I read a journal article that looked at a medium-sized police department where over 50% of the patrol force tested positive for alcohol problems on the Michigan Alcohol Screening Test (MAST);

http://primarycareforall.org/wp-content/uploads/2011/08/Michigan-Alcohol-Screening1.pdf

I remember going to midnight roll calls when I first got on, and the guard room smelled like a gin mill. That's not an issue anymore, but problems with alcohol are, they're just hidden better these days.


----------



## 263FPD (Oct 29, 2004)

I don't really see a point in participating in this poll. Clearly, it isn't just a problem within the Police community. Alcoholism exists in all walks of life. When one of us gets popped for an OUI, it is a very public thing. It makes the news in all sorts of media. Are there cops who have an alcohol problem? Of course there are. Are there alcoholics among Doctors, Teachers, Lawyers, Accountants to name a few? Sure.

There are many who abuse alcohol. Some are smart enough to not take it to work with them and some are not. Like Delta stated, in not so distant past, there were guys showing up for roll call reaking of booze. You really dont see that much any more. There were times when you would conduct an OUI preliminary investigation, and you'd have to tell your back-up guy to go stand someplace else because you really didn't know if the odor of alcoholic beverage was coming from your suspect, or the guy you worked with. Funny thing was, that these guys were quite functional. But hell, I have had my share of OUI arrests where my arestee was walking and talking like a normal, sober person. Well, may be not a very sober person, but they functioned very well other then their driving suffered quite a bit. I would bring them in, and they would consent to the BT. I have seen plenty of men and women whom you would never would guess to blow more then .09 to say .15. Then you get the print out and you would see numbers between .25 to .35 ot even more.

I was never one to drink a lot of alcohol on frequent basis. Do I some times drink socially? Yes, I do. Do I drive after I have had too much? Absolutely not. I would never go to work shit faced, nor do I want to work with someone who is. I am not a fan of your poll, so there for I will not participate in it. This site to me is a place that promotes our field, not demeans it. While we do have to read many negative articles about LE and LEO's, be it in the media or in articles that are linked here, I still do not care to participate in a poll such as this. I can respect what it is you may be trying to accomplish, but since your founder is a former LEO, he no doubt understands that it is not in our nature to volantarily air out dirty laundry. The media is doing a great enough job of it.

That being said, I have seen several Police careers go down the shitter due to substance abuse. It is a cring shame in some of those cases. Some of those guys were true and real Police. I for one, was sad to see them go. At the same time though, it was probably good that they did. The path they were on, would have have eventually came to a very bad end.


----------



## Guest (Jan 9, 2012)

263FPD said:


> This site to me is a place that promotes our field, not demeans it.

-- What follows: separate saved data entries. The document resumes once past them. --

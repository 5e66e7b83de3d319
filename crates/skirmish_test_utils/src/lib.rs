//! # Skirmish Test Utilities
//!
//! Shared testing utilities for all crates:
//! - Fixture worlds, tech tree and AI interface wiring
//! - Determinism harness (inline versus threaded, save and resume)
//! - Property-based testing strategies

#![forbid(unsafe_code)]
#![warn(missing_docs)]

pub mod determinism;
pub mod fixtures;

/// Re-export proptest for convenience.
pub use proptest;
//! Built-in AI behaviour and threaded determinism.

use skirmish_core::ai::{AiInterface, BasicAi, BasicAiSettings};
use skirmish_core::config::GameSettings;
use skirmish_core::session::Session;
use skirmish_test_utils::determinism::{compare_inline_and_threaded, find_first_divergence};
use skirmish_test_utils::fixtures::{
    inline_config, skirmish_world, threaded_config, TestHarness, GOLD,
};

#[test]
fn test_basic_ai_grows_its_economy() {
    let mut session =
        Session::new(skirmish_world(2), GameSettings::default(), inline_config()).unwrap();
    let start = session.state_hash();
    session.run(150).unwrap();

    assert_ne!(session.state_hash(), start);
    let world = session.world().read();
    for faction in world.factions() {
        let ai = session.ai(faction.index).unwrap();
        assert_eq!(ai.tick_counter(), 150);
        assert!(
            faction.unit_count() > 4 || faction.resource(GOLD) != 200,
            "faction {} did nothing",
            faction.index
        );
    }
}

#[test]
fn test_basic_ai_thinks_on_its_interval() {
    let harness = TestHarness::new(skirmish_world(2), GameSettings::default());
    let settings = BasicAiSettings {
        think_interval: 4,
        ..BasicAiSettings::default()
    };
    let ai = AiInterface::new(
        harness.context(),
        0,
        inline_config(),
        Box::new(BasicAi::new(settings)),
    )
    .unwrap();

    // Nothing happens until the first decision tick.
    let before = harness.world.read().state_hash();
    for _ in 0..3 {
        ai.update().unwrap();
    }
    assert_eq!(harness.world.read().state_hash(), before);

    ai.update().unwrap();
    let world = harness.world.read();
    assert!(world.faction(0).unwrap().units().iter().any(|u| !u.is_idle()));
}

#[test]
fn test_threaded_sessions_match_inline() {
    let result = compare_inline_and_threaded(
        || skirmish_world(4),
        &inline_config(),
        &threaded_config(),
        3,
        120,
    )
    .unwrap();
    result.assert_deterministic();
    assert_eq!(result.unique_hashes().len(), 1);
}

#[test]
fn test_no_frame_diverges() {
    assert_eq!(
        find_first_divergence(|| skirmish_world(3), &threaded_config(), 60).unwrap(),
        None
    );
}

While we do have to read many negative articles about LE and LEO's, be it in the media or in articles that are linked here, I still do not care to participate in a poll such as this. I can respect what it is you may be trying to accomplish, but since your founder is a former LEO, he no doubt understands that it is not in our nature to volantarily air out dirty laundry. The media is doing a great enough job of it.


I also did not participate in the poll, since it's no one's business what happens behind the closed doors of my department, except to those of us employed there.

That being said, alcohol abuse among police is a serious problem that should be addressed/dealt with, and sticking our heads in the sand isn't going to change anything. I've noticed that whenever a thread is started here that involves alcohol abuse or suicide in the ranks of police, there is mostly silence or an aggressive counterattack like we're seeing here......almost like if people ignore it, it will never happen to them.

I've lost more than one co-worker or former co-worker to booze, and sometimes I wonder if they might have been saved if we were more willing to address and talk about the problem.


----------



## lofu (Feb 25, 2006)

263FPD said:


> I don't really see a point in participating in this poll. Clearly, it isn't just a problem within the Police community. Alcoholism exists in all walks of life. When one of us gets popped for an OUI, it is a very public thing. It makes the news in all sorts of media. Are there cops who have an alcohol problem? Of course there are. Are there alcoholics among Doctors, Teachers, Lawyers, Accountants to name a few? Sure.
> 
> There are many who abuse alcohol. Some are smart enough to not take it to work with them and some are not. Like Delta stated, in not so distant past, there were guys showing up for roll call reaking of booze. You really dont see that much any more. There were times when you would conduct an OUI preliminary investigation, and you'd have to tell your back-up guy to go stand someplace else because you really didn't know if the odor of alcoholic beverage was coming from your suspect, or the guy you worked with. Funny thing was, that these guys were quite functional. But hell, I have had my share of OUI arrests where my arestee was walking and talking like a normal, sober person. Well, may be not a very sober person, but they functioned very well other then their driving suffered quite a bit. I would bring them in, and they would consent to the BT. I have seen plenty of men and women whom you would never would guess to blow more then .09 to say .15. Then you get the print out and you would see numbers between .25 to .35 ot even more.
> 
> ...


This is what I was kind of getting at only you said it much better. As far as it being an issue for police departments, I don't disagree I just found the poll to be a "yeah, no shit" type of poll.


----------



## pahapoika (Nov 5, 2006)

allot of guys provide many years of good service, but fall into a bottle and never climb back out.

hope the young guys realize this before they try to throw a veteran officer having trouble drinking under the bus.

they might be in that same spot someday.


----------